§ EXERCISE GOAL
Lines to restate from the data below: from the one containing "re-entrant calls, exit" to the one containing "Runtime error types.", both included. Give them again exactly, and only them.

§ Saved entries
━━━━━━

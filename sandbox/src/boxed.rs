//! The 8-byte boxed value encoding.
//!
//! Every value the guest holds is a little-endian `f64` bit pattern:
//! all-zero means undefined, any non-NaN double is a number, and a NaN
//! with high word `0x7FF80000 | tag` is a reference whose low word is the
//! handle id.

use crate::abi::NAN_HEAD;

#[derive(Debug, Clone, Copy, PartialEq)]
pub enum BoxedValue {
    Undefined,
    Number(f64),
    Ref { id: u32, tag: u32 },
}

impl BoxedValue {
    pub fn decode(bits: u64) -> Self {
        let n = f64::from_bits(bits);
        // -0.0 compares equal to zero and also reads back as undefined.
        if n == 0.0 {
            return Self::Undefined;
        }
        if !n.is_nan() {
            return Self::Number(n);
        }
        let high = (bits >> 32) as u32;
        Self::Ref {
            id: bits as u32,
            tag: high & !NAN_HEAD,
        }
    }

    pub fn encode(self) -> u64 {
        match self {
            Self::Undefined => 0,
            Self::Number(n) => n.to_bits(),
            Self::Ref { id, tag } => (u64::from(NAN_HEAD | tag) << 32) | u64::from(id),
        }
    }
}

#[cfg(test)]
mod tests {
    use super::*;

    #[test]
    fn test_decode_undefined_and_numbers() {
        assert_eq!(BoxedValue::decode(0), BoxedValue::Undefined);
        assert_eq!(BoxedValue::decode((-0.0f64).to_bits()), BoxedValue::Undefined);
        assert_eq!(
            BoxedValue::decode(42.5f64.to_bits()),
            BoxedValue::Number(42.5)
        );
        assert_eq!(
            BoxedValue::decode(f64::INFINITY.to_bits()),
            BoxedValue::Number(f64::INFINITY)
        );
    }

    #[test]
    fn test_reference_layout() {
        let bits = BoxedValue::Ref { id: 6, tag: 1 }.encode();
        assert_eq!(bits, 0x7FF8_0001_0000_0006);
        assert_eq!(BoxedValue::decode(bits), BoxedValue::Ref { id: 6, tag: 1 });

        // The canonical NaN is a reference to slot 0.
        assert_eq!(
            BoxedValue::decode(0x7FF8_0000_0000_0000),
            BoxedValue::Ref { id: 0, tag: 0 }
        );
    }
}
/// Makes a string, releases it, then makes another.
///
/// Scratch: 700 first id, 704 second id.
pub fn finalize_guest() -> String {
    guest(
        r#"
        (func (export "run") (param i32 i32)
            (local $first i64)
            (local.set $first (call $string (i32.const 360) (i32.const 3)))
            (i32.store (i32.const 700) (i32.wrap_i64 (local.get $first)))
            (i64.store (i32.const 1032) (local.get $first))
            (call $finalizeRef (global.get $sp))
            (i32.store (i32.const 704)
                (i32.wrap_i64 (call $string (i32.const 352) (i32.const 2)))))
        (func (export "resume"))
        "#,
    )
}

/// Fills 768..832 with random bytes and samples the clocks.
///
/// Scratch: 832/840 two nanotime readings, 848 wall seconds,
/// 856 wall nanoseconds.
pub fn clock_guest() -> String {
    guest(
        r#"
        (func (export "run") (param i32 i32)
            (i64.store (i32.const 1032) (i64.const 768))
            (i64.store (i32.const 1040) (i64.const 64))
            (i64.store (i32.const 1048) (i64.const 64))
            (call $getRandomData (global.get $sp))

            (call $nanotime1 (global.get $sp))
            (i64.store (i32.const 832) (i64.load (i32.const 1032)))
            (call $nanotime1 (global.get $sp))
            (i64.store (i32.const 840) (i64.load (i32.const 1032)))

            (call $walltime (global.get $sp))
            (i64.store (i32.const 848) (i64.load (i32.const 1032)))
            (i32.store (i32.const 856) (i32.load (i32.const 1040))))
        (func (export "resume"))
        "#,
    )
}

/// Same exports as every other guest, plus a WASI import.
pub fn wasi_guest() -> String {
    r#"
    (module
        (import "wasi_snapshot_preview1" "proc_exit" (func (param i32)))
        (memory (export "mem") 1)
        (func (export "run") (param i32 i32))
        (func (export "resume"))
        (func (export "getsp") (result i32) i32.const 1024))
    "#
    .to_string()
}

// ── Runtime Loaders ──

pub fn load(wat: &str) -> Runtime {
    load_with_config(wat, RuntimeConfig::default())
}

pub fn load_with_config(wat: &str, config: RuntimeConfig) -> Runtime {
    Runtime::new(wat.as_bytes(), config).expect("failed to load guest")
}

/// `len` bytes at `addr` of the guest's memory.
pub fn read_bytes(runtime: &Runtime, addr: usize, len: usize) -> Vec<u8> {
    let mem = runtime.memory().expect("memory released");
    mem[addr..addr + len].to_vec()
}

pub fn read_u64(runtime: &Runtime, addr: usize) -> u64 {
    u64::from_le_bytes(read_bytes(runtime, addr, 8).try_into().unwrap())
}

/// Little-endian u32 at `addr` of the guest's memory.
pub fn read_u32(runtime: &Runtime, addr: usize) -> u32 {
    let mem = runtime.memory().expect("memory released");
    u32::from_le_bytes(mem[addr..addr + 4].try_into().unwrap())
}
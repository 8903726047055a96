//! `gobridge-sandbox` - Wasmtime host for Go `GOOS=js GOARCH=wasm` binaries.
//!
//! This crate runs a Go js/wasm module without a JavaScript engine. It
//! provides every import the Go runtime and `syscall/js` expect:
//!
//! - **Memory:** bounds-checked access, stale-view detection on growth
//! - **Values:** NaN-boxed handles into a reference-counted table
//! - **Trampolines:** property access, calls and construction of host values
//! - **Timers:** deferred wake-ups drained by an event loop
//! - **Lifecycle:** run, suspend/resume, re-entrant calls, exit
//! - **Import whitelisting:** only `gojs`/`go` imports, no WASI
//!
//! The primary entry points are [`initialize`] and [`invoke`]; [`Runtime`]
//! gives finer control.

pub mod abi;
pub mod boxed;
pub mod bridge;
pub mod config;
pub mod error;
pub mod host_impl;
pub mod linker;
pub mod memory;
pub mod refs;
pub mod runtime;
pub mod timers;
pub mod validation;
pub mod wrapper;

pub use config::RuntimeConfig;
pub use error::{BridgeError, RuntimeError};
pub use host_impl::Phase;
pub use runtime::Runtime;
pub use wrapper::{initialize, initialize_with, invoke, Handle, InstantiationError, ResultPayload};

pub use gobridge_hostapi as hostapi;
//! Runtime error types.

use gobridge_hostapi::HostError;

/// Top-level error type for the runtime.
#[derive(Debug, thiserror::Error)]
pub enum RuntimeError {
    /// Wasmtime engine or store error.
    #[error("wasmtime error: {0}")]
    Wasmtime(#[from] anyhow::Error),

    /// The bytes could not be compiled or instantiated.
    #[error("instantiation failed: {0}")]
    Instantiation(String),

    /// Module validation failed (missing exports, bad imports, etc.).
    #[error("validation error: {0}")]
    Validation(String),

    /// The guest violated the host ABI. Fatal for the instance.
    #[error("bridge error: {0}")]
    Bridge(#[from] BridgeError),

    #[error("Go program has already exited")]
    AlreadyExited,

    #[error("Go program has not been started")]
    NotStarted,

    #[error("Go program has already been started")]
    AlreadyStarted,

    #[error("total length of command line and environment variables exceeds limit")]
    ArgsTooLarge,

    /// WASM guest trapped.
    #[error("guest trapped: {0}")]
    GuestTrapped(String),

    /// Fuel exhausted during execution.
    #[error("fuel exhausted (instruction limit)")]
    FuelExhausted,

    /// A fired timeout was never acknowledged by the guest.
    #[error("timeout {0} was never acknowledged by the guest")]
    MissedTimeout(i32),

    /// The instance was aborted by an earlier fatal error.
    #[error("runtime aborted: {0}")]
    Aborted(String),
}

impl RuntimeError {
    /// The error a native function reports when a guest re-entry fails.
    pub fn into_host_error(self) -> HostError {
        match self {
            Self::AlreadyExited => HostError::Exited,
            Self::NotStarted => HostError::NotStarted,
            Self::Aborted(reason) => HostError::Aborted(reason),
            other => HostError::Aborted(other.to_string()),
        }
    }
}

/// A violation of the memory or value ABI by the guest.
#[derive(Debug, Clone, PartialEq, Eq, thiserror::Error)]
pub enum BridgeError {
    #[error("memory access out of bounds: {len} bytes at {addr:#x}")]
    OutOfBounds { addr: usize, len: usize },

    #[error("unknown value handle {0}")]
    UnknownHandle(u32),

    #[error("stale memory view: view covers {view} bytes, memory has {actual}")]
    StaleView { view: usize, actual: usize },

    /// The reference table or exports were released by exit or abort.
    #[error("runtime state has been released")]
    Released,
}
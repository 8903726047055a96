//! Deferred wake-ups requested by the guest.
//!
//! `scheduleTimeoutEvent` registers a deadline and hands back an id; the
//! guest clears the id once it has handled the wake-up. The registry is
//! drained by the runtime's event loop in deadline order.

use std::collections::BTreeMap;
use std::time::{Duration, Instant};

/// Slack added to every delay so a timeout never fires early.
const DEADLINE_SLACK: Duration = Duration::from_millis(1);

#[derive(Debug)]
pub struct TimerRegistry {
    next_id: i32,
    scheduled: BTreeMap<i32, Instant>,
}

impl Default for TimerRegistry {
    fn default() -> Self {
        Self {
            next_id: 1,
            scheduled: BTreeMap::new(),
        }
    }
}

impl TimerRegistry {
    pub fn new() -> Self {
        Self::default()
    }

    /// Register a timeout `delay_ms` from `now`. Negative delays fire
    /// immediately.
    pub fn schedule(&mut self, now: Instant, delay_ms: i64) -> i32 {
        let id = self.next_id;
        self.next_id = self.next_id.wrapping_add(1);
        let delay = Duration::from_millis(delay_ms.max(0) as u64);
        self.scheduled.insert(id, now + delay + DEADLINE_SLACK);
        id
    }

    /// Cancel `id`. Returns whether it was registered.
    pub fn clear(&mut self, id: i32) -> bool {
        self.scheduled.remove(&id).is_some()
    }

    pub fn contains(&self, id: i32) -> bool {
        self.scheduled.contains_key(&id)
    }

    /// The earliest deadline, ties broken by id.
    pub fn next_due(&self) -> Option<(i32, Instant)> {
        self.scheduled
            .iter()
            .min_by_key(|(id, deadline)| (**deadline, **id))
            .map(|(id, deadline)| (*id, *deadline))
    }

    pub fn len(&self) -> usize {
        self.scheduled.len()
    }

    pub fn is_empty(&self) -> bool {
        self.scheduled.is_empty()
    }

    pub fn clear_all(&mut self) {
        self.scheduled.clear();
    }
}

━━━━━━

§ WRITTEN REPLY
//! - **Lifecycle:** run, suspend/resume, re-entrant calls, exit
//! - **Import whitelisting:** only `gojs`/`go` imports, no WASI
//!
//! The primary entry points are [`initialize`] and [`invoke`]; [`Runtime`]
//! gives finer control.

pub mod abi;
pub mod boxed;
pub mod bridge;
pub mod config;
pub mod error;
pub mod host_impl;
pub mod linker;
pub mod memory;
pub mod refs;
pub mod runtime;
pub mod timers;
pub mod validation;
pub mod wrapper;

pub use config::RuntimeConfig;
pub use error::{BridgeError, RuntimeError};
pub use host_impl::Phase;
pub use runtime::Runtime;
pub use wrapper::{initialize, initialize_with, invoke, Handle, InstantiationError, ResultPayload};

pub use gobridge_hostapi as hostapi;
//! Runtime error types.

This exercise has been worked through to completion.